# Other > Site Related Discussion & News >  New editing restrictions?

## printbus

I was trying to add a few sentences to an old post here - http://3dprintboard.com/showthread.p...ll=1#post17771.  I get a vbulletin pop-up that says my message is too short - that it has to be more than 10 characters.  Like I said, I had added a few sentences, so I was already adding more than 10 characters... Got the same error on reattempting the edit.  

?

EDIT: The exact wording of the pop up is "The message you have entered is too short. Please lengthen your message to at least 10 characters."

----------


## printbus

Further experimenting indicates posts that originated more than about four months ago can no longer be edited. Maybe that restriction has always been there, and I'm just lucking into editing posts that old.  If that's the way it is, should the EDIT POST option still be appearing?

----------


## old man emu

I'd just create a new post and make reference to the original one you wanted to edit. 

OME

----------


## printbus

> I'd just create a new post and make reference to the original one you wanted to edit.


OME, I understand that as an alternate solution.  It'd still be nice to understand whether there's a new time duration allowed on post edits. On other boards, users lose the option to edit after a while. Here, vbulletin is coming up with a message that makes no sense.  That's my main issue.  
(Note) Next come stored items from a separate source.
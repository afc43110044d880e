// file: src/lib.rs
// version: 1.0.0
// guid: a8b844f4-ab69-4a04-842a-9692e3b6c946

//! # ZFS Install Config
//!
//! Configuration loading, validation, and progress reporting for a ZFS
//! rescue installation workflow.
//!
//! Two independent pieces: a typed configuration model loaded from
//! `key=value` files with environment variable overrides, and a console
//! progress reporter with step timing, a run summary, and a JSON status
//! snapshot for script integration.

pub mod cli;
pub mod config;
pub mod error;
pub mod logging;
pub mod reporter;
pub mod steps;
pub mod utils;

pub use error::{ConfigError, Result};

/// Version information for the tool
pub const VERSION: &str = env!("CARGO_PKG_VERSION");
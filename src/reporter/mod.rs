// file: src/reporter/mod.rs
// version: 1.0.0
// guid: 92111321-a044-4a30-8e30-7f3b30fa8d12

use chrono::{DateTime, Utc};
use colored::Colorize;
use serde::{Deserialize, Serialize};
use std::io::IsTerminal;
use std::time::Instant;

use crate::error::Result;
use crate::steps::{ProgressStep, StepStatus};

/// Severity of a console message
#[derive(Debug, Clone, Copy, PartialEq, Eq)]
pub enum LogLevel {
    Debug,
    Info,
    Warn,
    Error,
    Success,
}

impl LogLevel {
    /// Bracketed tag shown before the message
    pub fn tag(self) -> &'static str {
        match self {
            LogLevel::Debug => "[DEBUG]",
            LogLevel::Info => "[INFO]",
            LogLevel::Warn => "[WARN]",
            LogLevel::Error => "[ERROR]",
            LogLevel::Success => "[OK]",
        }
    }

    fn colored_tag(self) -> colored::ColoredString {
        match self {
            LogLevel::Debug => self.tag().bright_black(),
            LogLevel::Info => self.tag().bright_cyan(),
            LogLevel::Warn => self.tag().bright_yellow(),
            LogLevel::Error => self.tag().bright_red(),
            LogLevel::Success => self.tag().bright_green(),
        }
    }
}

/// Console progress reporting for the installation workflow.
///
/// Tracks named steps with timing, prints leveled status lines, and can
/// render a final summary or a JSON snapshot for other tools to consume.
pub struct ProgressReporter {
    /// Expected number of steps for the `(n/total)` prefix; 0 means unknown
    total_steps: usize,

    /// 1-based index of the most recently started step
    current_step: usize,

    /// Every recorded step, in start order
    steps: Vec<ProgressStep>,

    /// Whether level tags get wrapped in ANSI color codes
    use_color: bool,

    /// Monotonic clock for the total elapsed time
    start_time: Instant,
}

impl ProgressReporter {
    /// Create a reporter that colors output when stdout is a terminal
    pub fn new(total_steps: usize) -> Self {
        Self::with_color(total_steps, std::io::stdout().is_terminal())
    }

    /// Create a reporter with an explicit color setting
    pub fn with_color(total_steps: usize, use_color: bool) -> Self {
        Self {
            total_steps,
            current_step: 0,
            steps: Vec::new(),
            use_color,
            start_time: Instant::now(),
        }
    }

    /// Steps recorded so far, in start order
    pub fn steps(&self) -> &[ProgressStep] {
        &self.steps
    }

    /// Seconds elapsed since the reporter was created
    pub fn elapsed_secs(&self) -> f64 {
        self.start_time.elapsed().as_secs_f64()
    }

    /// Render one console line without printing it
    pub fn format_line(&self, level: LogLevel, message: &str) -> String {
        if self.use_color {
            format!("{} {}", level.colored_tag(), message)
        } else {
            format!("{} {}", level.tag(), message)
        }
    }

    /// Print a message at the given level
    pub fn log(&self, level: LogLevel, message: &str) {
        println!("{}", self.format_line(level, message));
    }

    /// Print a debug message
    pub fn debug(&self, message: &str) {
        self.log(LogLevel::Debug, message);
    }

    /// Print an info message
    pub fn info(&self, message: &str) {
        self.log(LogLevel::Info, message);
    }

    /// Print a warning message
    pub fn warn(&self, message: &str) {
        self.log(LogLevel::Warn, message);
    }

    /// Print an error message
    pub fn error(&self, message: &str) {
        self.log(LogLevel::Error, message);
    }

    /// Print a success message
    pub fn success(&self, message: &str) {
        self.log(LogLevel::Success, message);
    }

    /// Start a new step and announce it. Returns the step's index for the
    /// matching `complete_step` or `fail_step` call.
    pub fn start_step(
        &mut self,
        name: impl Into<String>,
        description: impl Into<String>,
    ) -> usize {
        let mut step = ProgressStep::new(name, description);
        step.start();
        self.steps.push(step);

        let index = self.steps.len() - 1;
        self.current_step = index + 1;

        let progress = if self.total_steps > 0 {
            format!("({}/{})", self.current_step, self.total_steps)
        } else {
            format!("({})", self.current_step)
        };
        let line = format!("{} {}", progress, self.steps[index].description());
        self.info(&line);

        index
    }

    /// Mark a step as completed and announce it. The announcement uses the
    /// caller's message when given, otherwise the step name with its
    /// measured duration. Returns false when the index is out of range or
    /// the step was not running.
    pub fn complete_step(&mut self, step_index: usize, success_message: Option<&str>) -> bool {
        let line = match self.steps.get_mut(step_index) {
            Some(step) => {
                if !step.complete() {
                    return false;
                }
                match (success_message, step.duration_secs()) {
                    (Some(message), _) => message.to_string(),
                    (None, Some(duration)) => {
                        format!("{} completed in {:.1}s", step.name(), duration)
                    }
                    (None, None) => format!("{} completed", step.name()),
                }
            }
            None => return false,
        };
        self.success(&line);
        true
    }

    /// Mark a step as failed and announce the error. Returns false when the
    /// index is out of range or the step was not running.
    pub fn fail_step(&mut self, step_index: usize, error_message: &str) -> bool {
        let line = match self.steps.get_mut(step_index) {
            Some(step) => {
                if !step.fail(error_message) {
                    return false;
                }
                format!("{} failed: {}", step.name(), error_message)
            }
            None => return false,
        };
        self.error(&line);
        true
    }

    /// Render the final summary block as a string
    pub fn render_summary(&self) -> String {
        let completed = self
            .steps
            .iter()
            .filter(|step| step.status() == StepStatus::Completed)
            .count();
        let failed = self.steps.iter().filter(|step| step.error().is_some()).count();

        let rule = "=".repeat(50);
        let mut lines = vec![
            String::new(),
            rule.clone(),
            "INSTALLATION SUMMARY".to_string(),
            rule.clone(),
            format!("Total time: {:.1}s", self.elapsed_secs()),
            format!("Steps completed: {}/{}", completed, self.steps.len()),
        ];

        if failed > 0 {
            lines.push(format!("Steps failed: {}", failed));
            lines.push(String::new());
            lines.push("Failed steps:".to_string());
            for (i, step) in self.steps.iter().enumerate() {
                if let Some(error) = step.error() {
                    lines.push(format!("  {}. {}: {}", i + 1, step.name(), error));
                }
            }
        } else {
            lines.push("All steps completed successfully!".to_string());
        }

        lines.push(rule);
        lines.join("\n")
    }

    /// Print the final summary block
    pub fn show_summary(&self) {
        println!("{}", self.render_summary());
    }

    /// Capture the current status for integration with other tools
    pub fn status_snapshot(&self) -> StatusSnapshot {
        StatusSnapshot {
            total_steps: self.steps.len(),
            completed_steps: self
                .steps
                .iter()
                .filter(|step| step.status() == StepStatus::Completed)
                .count(),
            failed_steps: self.steps.iter().filter(|step| step.error().is_some()).count(),
            current_step: self.current_step,
            total_time: self.elapsed_secs(),
            steps: self.steps.iter().map(StepSnapshot::from_step).collect(),
        }
    }

    /// Current status as pretty-printed JSON
    pub fn status_json(&self) -> Result<String> {
        Ok(serde_json::to_string_pretty(&self.status_snapshot())?)
    }
}

/// Machine-readable view of the reporter state
#[derive(Debug, Clone, Serialize, Deserialize)]
pub struct StatusSnapshot {
    /// Number of steps recorded so far
    pub total_steps: usize,

    /// Steps that finished successfully
    pub completed_steps: usize,

    /// Steps that recorded an error
    pub failed_steps: usize,

    /// 1-based index of the most recently started step
    pub current_step: usize,

    /// Seconds since the reporter was created
    pub total_time: f64,

    /// Per-step details in start order
    pub steps: Vec<StepSnapshot>,
}

/// Recorded state of one step
#[derive(Debug, Clone, Serialize, Deserialize)]
pub struct StepSnapshot {
    /// Step name
    pub name: String,

    /// Human-readable description
    pub description: String,

    /// Current state of the step
    pub status: StepStatus,

    /// Start time as Unix epoch seconds
    pub started: Option<f64>,

    /// Completion time as Unix epoch seconds
    pub completed: Option<f64>,

    /// Error message for failed steps
    pub error: Option<String>,

    /// Elapsed seconds between start and completion
    pub duration: Option<f64>,
}

impl StepSnapshot {
    fn from_step(step: &ProgressStep) -> Self {
        Self {
            name: step.name().to_string(),
            description: step.description().to_string(),
            status: step.status(),
            started: step.started_at().map(epoch_secs),
            completed: step.completed_at().map(epoch_secs),
            error: step.error().map(str::to_string),
            duration: step.duration_secs(),
        }
    }
}

fn epoch_secs(timestamp: DateTime<Utc>) -> f64 {
    timestamp.timestamp_millis() as f64 / 1000.0
}

#[cfg(test)]
mod tests {
    use super::*;

    fn plain_reporter(total: usize) -> ProgressReporter {
        ProgressReporter::with_color(total, false)
    }

    #[test]
    fn test_format_line_tags() {
        let reporter = plain_reporter(0);
        assert_eq!(reporter.format_line(LogLevel::Debug, "x"), "[DEBUG] x");
        assert_eq!(reporter.format_line(LogLevel::Info, "x"), "[INFO] x");
        assert_eq!(reporter.format_line(LogLevel::Warn, "x"), "[WARN] x");
        assert_eq!(reporter.format_line(LogLevel::Error, "x"), "[ERROR] x");
        assert_eq!(reporter.format_line(LogLevel::Success, "done"), "[OK] done");
    }

    #[test]
    fn test_start_step_returns_sequential_indices() {
        let mut reporter = plain_reporter(3);
        let first = reporter.start_step("partition", "Partitioning disk");
        let second = reporter.start_step("pools", "Creating ZFS pools");
        assert_eq!(first, 0);
        assert_eq!(second, 1);
        assert_eq!(reporter.steps().len(), 2);
        assert_eq!(reporter.steps()[0].status(), StepStatus::Running);
        assert_eq!(reporter.steps()[1].status(), StepStatus::Running);
    }

    #[test]
    fn test_complete_step_single_use() {
        let mut reporter = plain_reporter(0);
        let idx = reporter.start_step("pools", "Creating ZFS pools");
        assert!(reporter.complete_step(idx, None));
        assert_eq!(reporter.steps()[idx].status(), StepStatus::Completed);

        // Already completed, further transitions must be rejected
        assert!(!reporter.complete_step(idx, None));
        assert!(!reporter.fail_step(idx, "too late"));
    }

    #[test]
    fn test_fail_step_records_error() {
        let mut reporter = plain_reporter(0);
        let idx = reporter.start_step("debootstrap", "Running debootstrap");
        assert!(reporter.fail_step(idx, "mirror unreachable"));
        assert_eq!(reporter.steps()[idx].status(), StepStatus::Failed);
        assert_eq!(reporter.steps()[idx].error(), Some("mirror unreachable"));
        assert!(reporter.steps()[idx].completed_at().is_none());
    }

    #[test]
    fn test_out_of_range_index_is_rejected() {
        let mut reporter = plain_reporter(0);
        assert!(!reporter.complete_step(0, None));
        assert!(!reporter.fail_step(5, "no such step"));
    }

    #[test]
    fn test_summary_lists_failed_steps() {
        let mut reporter = plain_reporter(2);
        let first = reporter.start_step("partition", "Partitioning disk");
        reporter.complete_step(first, None);
        let second = reporter.start_step("pools", "Creating ZFS pools");
        reporter.fail_step(second, "pool exists");

        let summary = reporter.render_summary();
        assert!(summary.contains("INSTALLATION SUMMARY"));
        assert!(summary.contains("Steps completed: 1/2"));
        assert!(summary.contains("Steps failed: 1"));
        assert!(summary.contains("  2. pools: pool exists"));
        assert!(!summary.contains("All steps completed successfully!"));
    }

    #[test]
    fn test_summary_all_completed() {
        let mut reporter = plain_reporter(1);
        let idx = reporter.start_step("teardown", "Cleaning up");
        reporter.complete_step(idx, Some("runtime mountpoints set"));

        let summary = reporter.render_summary();
        assert!(summary.starts_with('\n'));
        assert!(summary.contains(&"=".repeat(50)));
        assert!(summary.contains("Steps completed: 1/1"));
        assert!(summary.contains("All steps completed successfully!"));
    }

    #[test]
    fn test_status_snapshot_counts() {
        let mut reporter = plain_reporter(3);
        let first = reporter.start_step("prereqs", "Installing prerequisites");
        reporter.complete_step(first, None);
        let second = reporter.start_step("partition", "Partitioning disk");
        reporter.fail_step(second, "device busy");
        reporter.start_step("pools", "Creating ZFS pools");

        let snapshot = reporter.status_snapshot();
        assert_eq!(snapshot.total_steps, 3);
        assert_eq!(snapshot.completed_steps, 1);
        assert_eq!(snapshot.failed_steps, 1);
        assert_eq!(snapshot.current_step, 3);
        assert!(snapshot.total_time >= 0.0);
        assert_eq!(snapshot.steps[1].error.as_deref(), Some("device busy"));
        assert!(snapshot.steps[1].completed.is_none());
        assert!(snapshot.steps[2].started.is_some());
    }

    #[test]
    fn test_status_json_shape() {
        let mut reporter = plain_reporter(1);
        let idx = reporter.start_step("chroot", "Configuring system");
        reporter.complete_step(idx, None);

        let json = reporter.status_json().unwrap();
        let value: serde_json::Value = serde_json::from_str(&json).unwrap();
        assert_eq!(value["total_steps"], 1);
        assert_eq!(value["completed_steps"], 1);
        assert_eq!(value["failed_steps"], 0);
        assert_eq!(value["current_step"], 1);
        assert_eq!(value["steps"][0]["name"], "chroot");
        assert_eq!(value["steps"][0]["status"], "completed");
        assert!(value["steps"][0]["duration"].as_f64().unwrap() >= 0.0);
    }
}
A concern I have in just adding a new post is that for something like the printer build thread linked to in the original post, it isn't exactly helpful to add say post #160 that states, hey, what you read back in post #30 was wrong, and here's what you should have done in your build instead.

----------


## Mjolinor

As far as I know it has always been there. I found it the same way about 6 months ago.

----------


## printbus

Just got the same vbulletin message attempting to edit a post that was created TODAY.

----------


## Eddie

Hmm perhaps users aren't allowed to edit messages.  I will have to check into this.
Eddie

----------


## printbus

> Hmm perhaps users aren't allowed to edit messages.  I will have to check into this.
> Eddie


Thanks for looking into it. Something is going wrong. If it helps, the post I created today and immediately could not edit is this one - http://3dprintboard.com/showthread.p...ll=1#post44061. I still can't edit that post. I can bring up the edit window, but get the vbulletin popup regarding too few characters in the message when attempting to save changes.   

There are other posts I've recently added, and other old posts that I've recently edited, that I can still edit fine.  The issue seems almost random - that some posts can be edited and some cannot. And again, the vbulletin message that says a message is less than 10 characters when attempting to save the edit makes little sense.

EDIT: This post, for example, I can edit fine.

----------


## printbus

Can I suggest that a moderator attempt to edit either of the posts I have provided links to and report back on the results?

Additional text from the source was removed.